#![forbid(unsafe_code)]

//! `data-next-display`: render a store value as text.
//!
//! The module dispatches a second time on the path's namespace to pick a
//! [`DisplaySource`]. Paths under `package` (and paths whose namespace is
//! not recognized) bind to the nearest `data-next-package-id`, read when the
//! element is enhanced; a later change of that attribute re-enhances the
//! element.
//!
//! Modifiers: `data-format`, `data-prefix`, `data-suffix`,
//! `data-hide-if-zero`.

use crate::format::{DisplayFormat, render_value};
use nxt_attr::eval::as_number;
use nxt_attr::{Namespace, NamespaceResolver, PropertyPath, vocab};
use nxt_runtime::{
    Enhancer, EnhancerBase, EnhancerError, EnhancerModule, ResolveContext, ResolveError, Store, StoreResolver, Stores,
};
use serde_json::Value;

/// Where a displayed value comes from.
#[derive(Debug, Clone, PartialEq, Eq)]
pub enum DisplaySource {
    Cart,
    Package(String),
    Campaign,
    Order,
    Selection,
    Shipping,
}

impl DisplaySource {
    /// Pick the source for `path`, falling back to the package context when
    /// the namespace is `package` or not recognized.
    #[must_use]
    pub fn for_path(path: &PropertyPath, package_context: Option<String>) -> Option<Self> {
        match path.namespace() {
            Some(Namespace::Cart) => Some(Self::Cart),
            Some(Namespace::Campaign) => Some(Self::Campaign),
            Some(Namespace::Order) => Some(Self::Order),
            Some(Namespace::Selection) => Some(Self::Selection),
            Some(Namespace::Shipping) => Some(Self::Shipping),
            Some(Namespace::Param) => None,
            Some(Namespace::Package) | None => package_context.map(Self::Package),
        }
    }

    #[must_use]
    pub fn namespace(&self) -> Namespace {
        match self {
            Self::Cart => Namespace::Cart,
            Self::Package(_) => Namespace::Package,
            Self::Campaign => Namespace::Campaign,
            Self::Order => Namespace::Order,
            Self::Selection => Namespace::Selection,
            Self::Shipping => Namespace::Shipping,
        }
    }

    /// The store whose changes re-render this source.
    #[must_use]
    pub fn store<'a>(&self, stores: &'a Stores) -> &'a Store<Value> {
        match self {
            Self::Cart => &stores.cart,
            Self::Package(_) | Self::Campaign => &stores.campaign,
            Self::Order => &stores.order,
            Self::Selection => &stores.selection,
            Self::Shipping => &stores.shipping,
        }
    }

    fn package_id(&self) -> Option<&str> {
        match self {
            Self::Package(id) => Some(id),
            _ => None,
        }
    }
}

#[derive(Debug)]
pub struct DisplayEnhancer {
    source: DisplaySource,
    path: PropertyPath,
    format: DisplayFormat,
}

impl DisplayEnhancer {
    #[must_use]
    pub fn new(source: DisplaySource, property: &str, format: DisplayFormat) -> Self {
        let path = PropertyPath::new(source.namespace().as_str(), property);
        Self { source, path, format }
    }

    #[must_use]
    pub fn source(&self) -> &DisplaySource {
        &self.source
    }

    fn render(&self, base: &EnhancerBase) -> Result<(), EnhancerError> {
        let resolver = StoreResolver::new(base.stores()).with_package(self.source.package_id());
        let value = resolver.resolve(&self.path);

        if base.attr_flag(vocab::HIDE_IF_ZERO) {
            let zero = value.as_ref().and_then(as_number).is_none_or(|n| n == 0.0);
            base.set_hidden(zero)?;
            if zero {
                return Ok(());
            }
        }

        let text = render_value(value.as_ref(), self.format, &self.path.property, &base.config().default_currency);
        let text = if text.is_empty() {
            text
        } else {
            format!(
                "{}{text}{}",
                base.attr(vocab::PREFIX).unwrap_or_default(),
                base.attr(vocab::SUFFIX).unwrap_or_default()
            )
        };
        base.set_text(&text)?;
        Ok(())
    }
}

impl Enhancer for DisplayEnhancer {
    fn name(&self) -> &'static str {
        "display"
    }

    fn initialize(&mut self, base: &mut EnhancerBase) -> Result<(), EnhancerError> {
        let store = self.source.store(base.stores()).clone();
        base.subscribe(&store);
        self.render(base)
    }

    fn update(&mut self, base: &mut EnhancerBase) -> Result<(), EnhancerError> {
        self.render(base)
    }
}

/// Secondary dispatch for `display`.
#[derive(Debug, Default)]
pub struct DisplayModule;

impl EnhancerModule for DisplayModule {
    fn name(&self) -> &'static str {
        "display"
    }

    fn construct(&self, ctx: &ResolveContext<'_>) -> Result<Box<dyn Enhancer>, ResolveError> {
        let raw = ctx.discriminant()?.trim();
        let path = PropertyPath::from_dotted(raw);
        let source = DisplaySource::for_path(&path, ctx.package_context())
            .ok_or_else(|| ResolveError::UnresolvableDisplay(raw.to_string()))?;
        let format = DisplayFormat::parse(ctx.attr(vocab::FORMAT));
        Ok(Box::new(DisplayEnhancer::new(source, &path.property, format)))
    }
}

#[cfg(test)]
mod tests {
    use super::*;

    fn path(s: &str) -> PropertyPath {
        PropertyPath::from_dotted(s)
    }

    #[test]
    fn namespace_dispatch() {
        assert_eq!(DisplaySource::for_path(&path("cart.total"), None), Some(DisplaySource::Cart));
        assert_eq!(DisplaySource::for_path(&path("order.number"), None), Some(DisplaySource::Order));
        assert_eq!(DisplaySource::for_path(&path("param.ref"), None), None);
    }

    #[test]
    fn package_paths_need_context() {
        assert_eq!(DisplaySource::for_path(&path("package.price"), None), None);
        assert_eq!(
            DisplaySource::for_path(&path("package.price"), Some("7".into())),
            Some(DisplaySource::Package("7".into()))
        );
    }

    #[test]
    fn unknown_namespace_sniffs_package_context() {
        assert_eq!(
            DisplaySource::for_path(&path("item.price"), Some("9".into())),
            Some(DisplaySource::Package("9".into()))
        );
        assert_eq!(DisplaySource::for_path(&path("item.price"), None), None);
    }
}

--------------------

Exercise - The lines needed are the ones from the first line of the entries through the line that contains "use serde_json::Value;", given again without any change.

Result of this task -
#![forbid(unsafe_code)]

//! `data-next-display`: render a store value as text.
//!
//! The module dispatches a second time on the path's namespace to pick a
//! [`DisplaySource`]. Paths under `package` (and paths whose namespace is
//! not recognized) bind to the nearest `data-next-package-id`, read when the
//! element is enhanced; a later change of that attribute re-enhances the
//! element.
//!
//! Modifiers: `data-format`, `data-prefix`, `data-suffix`,
//! `data-hide-if-zero`.

use crate::format::{DisplayFormat, render_value};
use nxt_attr::eval::as_number;
use nxt_attr::{Namespace, NamespaceResolver, PropertyPath, vocab};
use nxt_runtime::{
    Enhancer, EnhancerBase, EnhancerError, EnhancerModule, ResolveContext, ResolveError, Store, StoreResolver, Stores,
};
use serde_json::Value;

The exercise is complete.